Member of the Madhya Pradesh Legislative Assembly
- In office 1985–1990
- Preceded by: Digvijaya Singh
- Succeeded by: Lakshman Singh
- Constituency: Raghogarh
- In office 2008–2013
- Preceded by: Digvijaya Singh
- Succeeded by: Jaivardhan Singh

Personal details
- Born: 15 August 1947
- Died: 17 August 2016 (aged 69)
- Party: Indian National Congress
- Profession: Politician

= Mool Singh =

Indian politician

Mool Singh Chouhan Peelaghata (also spelled Mul Singh, 15 August 1947 – 17 August 2016) was an Indian politician who was elected as a member of legislative assembly on Indian National Congress party symbol to the Madhya Pradesh Vidhan Sabha in 1985 and 2008 from the Raghogarh constituency.

==Political career==
He also served as a zila panchayat head of Guna district in 2001. He was a cousin of Digvijay Singh, a former Chief Minister of Madhya Pradesh and thus related to politician Lakshman Singh, Digvijay's brother. He was resident of Peelaghata village situated in same constituency.

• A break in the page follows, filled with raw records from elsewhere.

//! Authentication data models

use chrono::{DateTime, Utc};
use serde::{Deserialize, Serialize};
use sqlx::FromRow;

/// JWT claims structure
#[derive(Serialize, Deserialize, Debug, Clone)]
pub struct Claims {
    pub sub: String,
    pub iat: i64,
    pub exp: i64,
}

/// User database model
#[derive(FromRow, Serialize, Deserialize, Debug, Clone, PartialEq)]
pub struct User {
    pub id: String,
    pub email: String,
    pub name: String,
    pub avatar: Option<String>,
    pub provider: String,
    #[serde(skip_serializing)]
    pub provider_id: String,
    pub created_at: Option<String>,
}

/// Fields needed to provision a user on first sign-up
#[derive(Debug, Clone)]
pub struct NewUser {
    pub provider_subject_id: String,
    pub email: String,
    pub name: String,
    pub avatar: Option<String>,
}

impl From<ProviderClaims> for NewUser {
    fn from(claims: ProviderClaims) -> Self {
        Self {
            provider_subject_id: claims.subject_id,
            email: claims.email,
            name: claims.display_name,
            avatar: claims.avatar_url,
        }
    }
}

/// Verified identity attributes returned by Google
#[derive(Debug, Clone, PartialEq)]
pub struct ProviderClaims {
    pub subject_id: String,
    pub email: String,
    pub display_name: String,
    pub avatar_url: Option<String>,
}

/// Signed session token handed back to the client
#[derive(Debug, Clone, Serialize)]
pub struct SessionCredential {
    pub token: String,
    pub issued_at: DateTime<Utc>,
    pub expires_at: DateTime<Utc>,
}

/// Result of a successful sign-up or sign-in
#[derive(Debug, Clone)]
pub struct AuthOutcome {
    pub credential: SessionCredential,
    pub user: User,
}

/// Google ID token payload for sign-up and sign-in
#[derive(Deserialize, Debug, Default)]
pub struct GoogleIdTokenPayload {
    #[serde(default)]
    pub id_token: Option<String>,
}

/// Body returned by sign-up and sign-in
#[derive(Serialize, Debug)]
pub struct AuthResponse {
    pub token: String,
    pub expires_at: DateTime<Utc>,
    pub user: User,
}

impl From<AuthOutcome> for AuthResponse {
    fn from(outcome: AuthOutcome) -> Self {
        Self {
            token: outcome.credential.token,
            expires_at: outcome.credential.expires_at,
            user: outcome.user,
        }
    }
}
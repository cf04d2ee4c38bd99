//! Google ID token verification

use async_trait::async_trait;
use chrono::Utc;
use reqwest::Client;
use serde_json::Value;
use tracing::{debug, error, warn};

use super::errors::AuthError;
use super::models::ProviderClaims;
use crate::common::{safe_email_log, safe_token_log};

/// Validates an opaque client-supplied token with the identity provider.
///
/// Implementations call the provider exactly once per invocation and never
/// return partially populated claims.
#[async_trait]
pub trait IdentityVerifier: Send + Sync {
    async fn verify(&self, raw_token: &str) -> Result<ProviderClaims, AuthError>;
}

/// Verifies Google ID tokens against the `tokeninfo` endpoint
/// Docs: https://developers.google.com/identity/sign-in/web/backend-auth
pub struct GoogleTokenVerifier {
    http: Client,
    tokeninfo_url: String,
    client_id: Option<String>,
}

impl GoogleTokenVerifier {
    pub fn new(http: Client, tokeninfo_url: impl Into<String>, client_id: Option<String>) -> Self {
        Self {
            http,
            tokeninfo_url: tokeninfo_url.into(),
            client_id,
        }
    }
}

#[async_trait]
impl IdentityVerifier for GoogleTokenVerifier {
    async fn verify(&self, raw_token: &str) -> Result<ProviderClaims, AuthError> {
        debug!(
            token = %safe_token_log(raw_token),
            "Initiating Google token validation with tokeninfo endpoint"
        );

        let resp = self
            .http
            .get(&self.tokeninfo_url)
            .query(&[("id_token", raw_token)])
            .send()
            .await
            .map_err(|e| {
                error!(
                    error = %e,
                    endpoint = %self.tokeninfo_url,
                    "HTTP error contacting Google tokeninfo endpoint"
                );
                AuthError::InvalidCredential
            })?;

        let status = resp.status();
        if !status.is_success() {
            warn!(http_status = %status, "Google tokeninfo rejected the token");
            return Err(AuthError::InvalidCredential);
        }

        let body = resp.json::<Value>().await.map_err(|e| {
            error!(error = %e, "Failed to parse Google tokeninfo JSON response");
            AuthError::InvalidCredential
        })?;

        let claims = claims_from_tokeninfo(&body, self.client_id.as_deref(), Utc::now().timestamp())?;

        debug!(
            email = %safe_email_log(&claims.email),
            provider = "google",
            provider_id = %claims.subject_id,
            "Google token validation successful"
        );

        Ok(claims)
    }
}

/// Extracts the required claims from a tokeninfo payload.
///
/// `sub`, `email` and `name` must all be present and non-empty; anything less
/// rejects the token as a whole.
pub fn claims_from_tokeninfo(
    body: &Value,
    expected_audience: Option<&str>,
    now: i64,
) -> Result<ProviderClaims, AuthError> {
    let Some(payload) = body.as_object() else {
        warn!("Google tokeninfo returned no claims object");
        return Err(AuthError::InvalidCredential);
    };

    let field = |name: &str| {
        payload
            .get(name)
            .and_then(Value::as_str)
            .map(str::trim)
            .filter(|v| !v.is_empty())
            .map(str::to_string)
    };

    let (Some(subject_id), Some(email), Some(display_name)) =
        (field("sub"), field("email"), field("name"))
    else {
        warn!(
            has_sub = field("sub").is_some(),
            has_email = field("email").is_some(),
            has_name = field("name").is_some(),
            "Google token missing required fields (sub/email/name)"
        );
        return Err(AuthError::InvalidCredential);
    };

    if let Some(client_id) = expected_audience {
        match field("aud") {
            Some(aud) if aud == client_id => {}
            Some(aud) => {
                warn!(
                    token_audience = %aud,
                    expected_client_id = %client_id,
                    "Google token audience validation failed - rejecting token"
                );
                return Err(AuthError::InvalidCredential);
            }
            None => {
                warn!(
                    expected_client_id = %client_id,
                    "Google token missing audience field - rejecting token"
                );
                return Err(AuthError::InvalidCredential);
            }
        }
    }

    // tokeninfo encodes numbers and booleans as strings
    if let Some(exp) = payload.get("exp").and_then(number_or_string) {
        if exp < now {
            warn!(token_exp = exp, current_time = now, "Google token has expired");
            return Err(AuthError::InvalidCredential);
        }
    }

    let email_verified = payload.get("email_verified").and_then(|v| match v {
        Value::Bool(b) => Some(*b),
        Value::String(s) => s.parse::<bool>().ok(),
        _ => None,
    });
    if email_verified == Some(false) {
        warn!(
            email = %safe_email_log(&email),
            "Google token contains unverified email address"
        );
    }

    Ok(ProviderClaims {
        subject_id,
        email,
        display_name,
        avatar_url: field("picture"),
    })
}

fn number_or_string(value: &Value) -> Option<i64> {
    match value {
        Value::Number(n) => n.as_i64(),
        Value::String(s) => s.parse().ok(),
        _ => None,
    }
}
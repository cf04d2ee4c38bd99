//! # Auth Module
//!
//! This module handles all authentication-related functionality including:
//! - Google ID token verification
//! - First-time user provisioning (sign-up) and sign-in
//! - Session JWT issuance and validation
//! - The request gate and AuthedUser extractor for protected routes

pub mod directory;
pub mod errors;
pub mod extractors;
pub mod gate;
pub mod handlers;
pub mod models;
pub mod routes;
pub mod service;
pub mod session;
pub mod verifier;


pub use directory::{SqliteUserDirectory, UserDirectory};
pub use errors::AuthError;
pub use extractors::AuthedUser;
pub use gate::{require_auth, AuthGate};
pub use models::User;
pub use routes::auth_routes;
pub use service::AuthService;
pub use session::SessionIssuer;
pub use verifier::{GoogleTokenVerifier, IdentityVerifier};
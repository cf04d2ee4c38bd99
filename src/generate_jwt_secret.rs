// generate_jwt_secret.rs
// Utility to generate a new session signing secret

use rand::distributions::Alphanumeric;
use rand::Rng;

/// 64 alphanumeric characters carry roughly 380 bits of randomness
const SECRET_LENGTH: usize = 64;

fn generate_secret(length: usize) -> String {
    rand::thread_rng()
        .sample_iter(&Alphanumeric)
        .take(length)
        .map(char::from)
        .collect()
}

fn main() {
    println!("Generating new session signing secret...\n");

    let secret = generate_secret(SECRET_LENGTH);

    println!("✅ Secret generated successfully!\n");
    println!("Add this to your .env file:");
    println!("─────────────────────────────────────────────────");
    println!("JWT_SECRET={}", secret);
    println!("─────────────────────────────────────────────────");
    println!("\n⚠️  IMPORTANT:");
    println!("  • Keep this secret out of version control");
    println!("  • Rotating it signs every user out");
}

#[cfg(test)]
mod tests {
    use super::*;

    #[test]
    fn test_generate_secret_length_and_charset() {
        let secret = generate_secret(SECRET_LENGTH);
        assert_eq!(secret.len(), SECRET_LENGTH);
        assert!(secret.chars().all(|c| c.is_ascii_alphanumeric()));
        assert_ne!(secret, generate_secret(SECRET_LENGTH));
    }
}
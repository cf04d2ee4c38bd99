//! Authentication extractors for Axum

use async_trait::async_trait;
use axum::http::request::Parts;
use axum::extract::FromRequestParts;
use tracing::error;

use crate::common::ApiError;

/// Authenticated user extractor
///
/// Reads the identity attached by [`super::gate::require_auth`]; handlers
/// using it must sit behind that middleware.
#[derive(Debug, Clone)]
pub struct AuthedUser {
    pub id: String,
    /// Admitted through the test bypass rather than a session credential
    pub bypassed: bool,
}

#[async_trait]
impl<S> FromRequestParts<S> for AuthedUser
where
    S: Send + Sync,
{
    type Rejection = ApiError;

    async fn from_request_parts(parts: &mut Parts, _state: &S) -> Result<Self, Self::Rejection> {
        parts.extensions.get::<AuthedUser>().cloned().ok_or_else(|| {
            error!(uri = %parts.uri, "AuthedUser requested on a route without require_auth");
            ApiError::InternalServer("authentication gate not configured".to_string())
        })
    }
}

In June 2013, Singh announced that he would be stepping down from the seat at the next elections, paving way for Digvijay Singh's son, Jaivardhan Singh. Mool Singh cited poor health for his decision. The constituency has previously been held by Digvijay, Lakshman and by their father, Balbhadra Singh.

==Personal life==
Mool Singh died on 17 August 2016, aged 69, after suffering a cardiac arrest at the Delhi railway station. He was admitted in a private hospital in Delhi and was returning to his home when he suffered from the heart attack at the station and died. He is survived by wife, two sons and a daughter.